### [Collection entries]
* * * * * * *
//! Text-level parsing: XML deserialization and whitespace-separated values.

use lumen_math::Vec3;

use crate::types::SceneDocument;
use crate::{SceneError, SceneResult};

/// Deserialize a scene document from XML text.
pub fn parse_document(xml: &str) -> SceneResult<SceneDocument> {
    Ok(quick_xml::de::from_str(xml)?)
}

/// Parse a whitespace-separated `x y z` triple.
pub fn parse_vec3(element: &str, text: &str) -> SceneResult<Vec3> {
    let invalid = || SceneError::InvalidVector {
        element: element.to_string(),
        value: text.to_string(),
    };

    let parts: Vec<&str> = text.split_whitespace().collect();
    if parts.len() != 3 {
        return Err(invalid());
    }

    let mut xyz = [0.0_f32; 3];
    for (slot, part) in xyz.iter_mut().zip(&parts) {
        *slot = part.parse::<f32>().map_err(|_| invalid())?;
    }
    Ok(Vec3::from_array(xyz))
}

/// Parse a single floating-point value.
pub fn parse_scalar(element: &str, text: &str) -> SceneResult<f32> {
    text.trim().parse::<f32>().map_err(|_| SceneError::InvalidNumber {
        element: element.to_string(),
        value: text.to_string(),
    })
}

/// Parse `<image>width height</image>`.
pub fn parse_image_size(text: &str) -> SceneResult<(u32, u32)> {
    let invalid = || SceneError::InvalidImageSize(text.to_string());

    let mut parts = text.split_whitespace();
    let width = parts.next().ok_or_else(invalid)?.parse::<u32>().map_err(|_| invalid())?;
    let height = parts.next().ok_or_else(invalid)?.parse::<u32>().map_err(|_| invalid())?;
    if parts.next().is_some() {
        return Err(invalid());
    }
    Ok((width, height))
}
* * * * * * *
### [What is expected]
Give only the number of lines in the records that include the word "height".

### [Task result]
3